### Exercise instructions
For the string "from", find every matching line in the records and copy it.

### Records provided
== Segment start ==

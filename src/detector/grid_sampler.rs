use tracing::trace;

use crate::config;
use crate::luminance::LuminanceSource;
use crate::models::{BitMatrix, Point};
use crate::utils::geometry::PerspectiveTransform;

/// Samples a `dimension_x x dimension_y` module grid out of an image
pub trait GridSampler {
    /// Sample with `transform` mapping grid coordinates to image pixels
    ///
    /// Cell `(x, y)` is read at the image point `transform(x + 0.5, y + 0.5)`.
    /// Returns `None` when any cell maps more than one pixel outside the image.
    fn sample_grid(
        &self,
        image: &BitMatrix,
        dimension_x: usize,
        dimension_y: usize,
        transform: &PerspectiveTransform,
    ) -> Option<BitMatrix>;

    /// Sample with the transform taking quadrilateral `to` (grid space) onto
    /// `from` (image space)
    fn sample_grid_quads(
        &self,
        image: &BitMatrix,
        dimension_x: usize,
        dimension_y: usize,
        to: &[Point; 4],
        from: &[Point; 4],
    ) -> Option<BitMatrix> {
        let transform = PerspectiveTransform::quadrilateral_to_quadrilateral(to, from);
        self.sample_grid(image, dimension_x, dimension_y, &transform)
    }
}

/// Grid sampler reading one pixel, or a small neighbourhood vote, per cell
#[derive(Debug, Clone, Copy, PartialEq, Eq)]
pub struct DefaultGridSampler {
    range: usize,
}

impl DefaultGridSampler {
    /// Each cell reads the `(2 * range + 1)^2` pixels around its centre;
    /// `0` reads the centre pixel alone
    pub fn new(range: usize) -> Self {
        Self { range }
    }

    /// Neighbourhood radius
    pub fn range(&self) -> usize {
        self.range
    }

    /// Sample a grayscale source directly, thresholding each cell's mean
    /// luminance at `black_point` (below is black)
    pub fn sample_grid_luminance(
        &self,
        source: &dyn LuminanceSource,
        dimension_x: usize,
        dimension_y: usize,
        transform: &PerspectiveTransform,
        black_point: u8,
    ) -> Option<BitMatrix> {
        let width = source.width();
        let height = source.height();
        let luminances = source.matrix();
        self.sample_with(width, height, dimension_x, dimension_y, transform, |x, y| {
            let (x0, x1) = window(x, self.range, width);
            let (y0, y1) = window(y, self.range, height);
            let mut sum = 0u32;
            for row in luminances[y0 * width..(y1 + 1) * width].chunks_exact(width) {
                sum += row[x0..=x1].iter().map(|&v| v as u32).sum::<u32>();
            }
            let count = ((x1 - x0 + 1) * (y1 - y0 + 1)) as u32;
            sum / count < black_point as u32
        })
    }

    fn sample_with<F>(
        &self,
        width: usize,
        height: usize,
        dimension_x: usize,
        dimension_y: usize,
        transform: &PerspectiveTransform,
        mut is_black: F,
    ) -> Option<BitMatrix>
    where
        F: FnMut(usize, usize) -> bool,
    {
        if dimension_x == 0 || dimension_y == 0 || width == 0 || height == 0 {
            return None;
        }
        let mut bits = BitMatrix::new(dimension_x, dimension_y);
        let mut points = vec![0f32; 2 * dimension_x];
        for y in 0..dimension_y {
            let cell_y = y as f32 + 0.5;
            for (x, pair) in points.chunks_exact_mut(2).enumerate() {
                pair[0] = x as f32 + 0.5;
                pair[1] = cell_y;
            }
            transform.transform_points(&mut points);
            if !check_and_nudge_points(width, height, &mut points) {
                trace!(row = y, "grid row maps outside the image");
                return None;
            }
            for (x, pair) in points.chunks_exact(2).enumerate() {
                if is_black(pair[0] as usize, pair[1] as usize) {
                    bits.set(x, y, true);
                }
            }
        }
        Some(bits)
    }
}

impl Default for DefaultGridSampler {
    fn default() -> Self {
        Self::new(config::sample_radius())
    }
}

impl GridSampler for DefaultGridSampler {
    fn sample_grid(
        &self,
        image: &BitMatrix,
        dimension_x: usize,
        dimension_y: usize,
        transform: &PerspectiveTransform,
    ) -> Option<BitMatrix> {
        let width = image.width();
        let height = image.height();
        let range = self.range;
        self.sample_with(width, height, dimension_x, dimension_y, transform, |x, y| {
            if range == 0 {
                return image.get(x, y);
            }
            let (x0, x1) = window(x, range, width);
            let (y0, y1) = window(y, range, height);
            let mut black = 0;
            let mut total = 0;
            for sy in y0..=y1 {
                for sx in x0..=x1 {
                    total += 1;
                    if image.get(sx, sy) {
                        black += 1;
                    }
                }
            }
            black * 2 >= total
        })
    }
}

/// Inclusive `[center - range, center + range]` clipped to `0..len`
fn window(center: usize, range: usize, len: usize) -> (usize, usize) {
    (center.saturating_sub(range), (center + range).min(len - 1))
}

/// Validate sample points against a `width x height` image
///
/// `points` holds flat `(x, y)` pairs. Points up to one pixel outside the
/// image are moved onto its border; any point further out, or not finite,
/// makes the whole set invalid and `false` is returned.
pub fn check_and_nudge_points(width: usize, height: usize, points: &mut [f32]) -> bool {
    let (max_x, max_y) = (width as f32, height as f32);
    for pair in points.chunks_exact_mut(2) {
        let (x, y) = (pair[0], pair[1]);
        // Negated comparisons so NaN fails too
        if !(x >= -1.0 && x < max_x + 1.0 && y >= -1.0 && y < max_y + 1.0) {
            return false;
        }
        if x < 0.0 {
            pair[0] = 0.0;
        } else if x >= max_x {
            pair[0] = max_x - 1.0;
        }
        if y < 0.0 {
            pair[1] = 0.0;
        } else if y >= max_y {
            pair[1] = max_y - 1.0;
        }
    }
    true
}

#[cfg(test)]
mod tests {
    use super::*;
    use crate::luminance::GrayLuminanceSource;

    fn unit_square(dimension: f32) -> [Point; 4] {
        [
            Point::new(0.0, 0.0),
            Point::new(dimension, 0.0),
            Point::new(dimension, dimension),
            Point::new(0.0, dimension),
        ]
    }

    #[test]
    fn test_nudges_points_within_one_pixel() {
        let mut points = [-0.999, 5.0, 10.999, 5.0, 5.0, -0.5, 5.0, 10.5];
        assert!(check_and_nudge_points(10, 10, &mut points));
        assert_eq!(points, [0.0, 5.0, 9.0, 5.0, 5.0, 0.0, 5.0, 9.0]);
    }

    #[test]
    fn test_rejects_points_beyond_one_pixel() {
        assert!(!check_and_nudge_points(10, 10, &mut [-1.5, 5.0]));
        assert!(!check_and_nudge_points(10, 10, &mut [11.5, 5.0]));
        assert!(!check_and_nudge_points(10, 10, &mut [5.0, -1.5]));
        assert!(!check_and_nudge_points(10, 10, &mut [5.0, 11.5]));
        assert!(!check_and_nudge_points(10, 10, &mut [f32::NAN, 5.0]));
    }

    #[test]
    fn test_interior_failure_is_caught() {
        // Ends in bounds, middle far outside
        let mut points = [1.0, 1.0, 500.0, 1.0, 8.0, 1.0];
        assert!(!check_and_nudge_points(10, 10, &mut points));
    }

    #[test]
    fn test_upscaled_grid_round_trips() {
        // 5x5 pattern drawn at 4 pixels per module
        let pattern = BitMatrix::parse(
            "X X X X X \n\
             X       X \n\
             X   X   X \n\
             X       X \n\
             X X X X X \n",
            "X ",
            "  ",
        )
        .unwrap();
        let mut image = BitMatrix::new(20, 20);
        for y in 0..20 {
            for x in 0..20 {
                image.set(x, y, pattern.get(x / 4, y / 4));
            }
        }
        let sampled = DefaultGridSampler::new(0)
            .sample_grid_quads(&image, 5, 5, &unit_square(5.0), &unit_square(20.0))
            .unwrap();
        assert_eq!(sampled, pattern);

        let voted = DefaultGridSampler::new(1)
            .sample_grid_quads(&image, 5, 5, &unit_square(5.0), &unit_square(20.0))
            .unwrap();
        assert_eq!(voted, pattern);
    }

    #[test]
    fn test_twisted_transform_returns_none() {
        let image = BitMatrix::new(20, 20);
        let twisted = [
            Point::new(0.0, 0.0),
            Point::new(20.0, 20.0),
            Point::new(20.0, 0.0),
            Point::new(0.0, 20.0),
        ];
        let from = [
            Point::new(0.0, 0.0),
            Point::new(60.0, 0.0),
            Point::new(60.0, 60.0),
            Point::new(0.0, 60.0),
        ];
        let sampled =
            DefaultGridSampler::new(0).sample_grid_quads(&image, 20, 20, &twisted, &from);
        assert!(sampled.is_none());
    }

    #[test]
    fn test_zero_dimension_returns_none() {
        let image = BitMatrix::new(4, 4);
        let transform = PerspectiveTransform::square_to_quadrilateral(&unit_square(4.0));
        assert!(DefaultGridSampler::new(0).sample_grid(&image, 0, 3, &transform).is_none());
    }

    #[test]
    fn test_luminance_sampling() {
        let data = (0..16 * 16)
            .map(|i| if (i % 16) < 8 { 40 } else { 210 })
            .collect();
        let source = GrayLuminanceSource::new(data, 16, 16).unwrap();
        let transform = PerspectiveTransform::quadrilateral_to_quadrilateral(
            &unit_square(2.0),
            &unit_square(16.0),
        );
        let bits = DefaultGridSampler::new(1)
            .sample_grid_luminance(&source, 2, 2, &transform, 128)
            .unwrap();
        assert!(bits.get(0, 0) && bits.get(0, 1));
        assert!(!bits.get(1, 0) && !bits.get(1, 1));
    }
}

== Segment end ==

### Result of the exercise
    /// `from` (image space)
        from: &[Point; 4],
        let transform = PerspectiveTransform::quadrilateral_to_quadrilateral(to, from);
        let from = [
            DefaultGridSampler::new(0).sample_grid_quads(&image, 20, 20, &twisted, &from);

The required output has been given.